**GOAL OF THE EXERCISE**
Find and copy each line of the data that includes "native".

Collection entries
- Opening Delimiter -

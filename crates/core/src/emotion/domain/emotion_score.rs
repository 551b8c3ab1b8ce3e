use serde::ser::SerializeMap;
use serde::{Serialize, Serializer};

/// Confidence per emotion category, in [0, 100] rounded to one decimal.
///
/// Pair order is the classifier's native response order; that order is
/// the tie-break authority when two categories share the maximum score.
/// Empty when a segment produced no usable transcript.
#[derive(Clone, Debug, Default, PartialEq)]
pub struct EmotionScore {
    scores: Vec<(String, f64)>,
}

impl EmotionScore {
    pub fn empty() -> Self {
        Self { scores: Vec::new() }
    }

    /// Build from already-scaled percentage scores.
    pub fn from_pairs(pairs: Vec<(String, f64)>) -> Self {
        Self { scores: pairs }
    }

    /// Build from raw model probabilities in [0, 1]: each is scaled to
    /// 0-100 and rounded to one decimal. Rounding may leave the sum
    /// slightly off 100; accepted, not corrected.
    pub fn from_probabilities<I>(pairs: I) -> Self
    where
        I: IntoIterator<Item = (String, f64)>,
    {
        Self {
            scores: pairs
                .into_iter()
                .map(|(label, p)| (label, round_tenth(p * 100.0)))
                .collect(),
        }
    }

    pub fn is_empty(&self) -> bool {
        self.scores.is_empty()
    }

    pub fn len(&self) -> usize {
        self.scores.len()
    }

    pub fn get(&self, label: &str) -> Option<f64> {
        self.scores
            .iter()
            .find(|(l, _)| l == label)
            .map(|(_, score)| *score)
    }

    pub fn iter(&self) -> impl Iterator<Item = (&str, f64)> {
        self.scores.iter().map(|(l, s)| (l.as_str(), *s))
    }

    /// Category with the maximum score, or `None` when empty. Ties go to
    /// the first occurrence in native order.
    pub fn dominant(&self) -> Option<(&str, f64)> {
        let mut best: Option<(&str, f64)> = None;
        for (label, score) in &self.scores {
            match best {
                Some((_, top)) if *score <= top => {}
                _ => best = Some((label.as_str(), *score)),
            }
        }
        best
    }
}

fn round_tenth(value: f64) -> f64 {
    (value * 10.0).round() / 10.0
}

impl Serialize for EmotionScore {
    fn serialize<S>(&self, serializer: S) -> Result<S::Ok, S::Error>
    where
        S: Serializer,
    {
        let mut map = serializer.serialize_map(Some(self.scores.len()))?;
        for (label, score) in &self.scores {
            map.serialize_entry(label, score)?;
        }
        map.end()
    }
}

- Closing Delimiter -

**RESULT OF THE EXERCISE**
/// Pair order is the classifier's native response order; that order is
    /// the first occurrence in native order.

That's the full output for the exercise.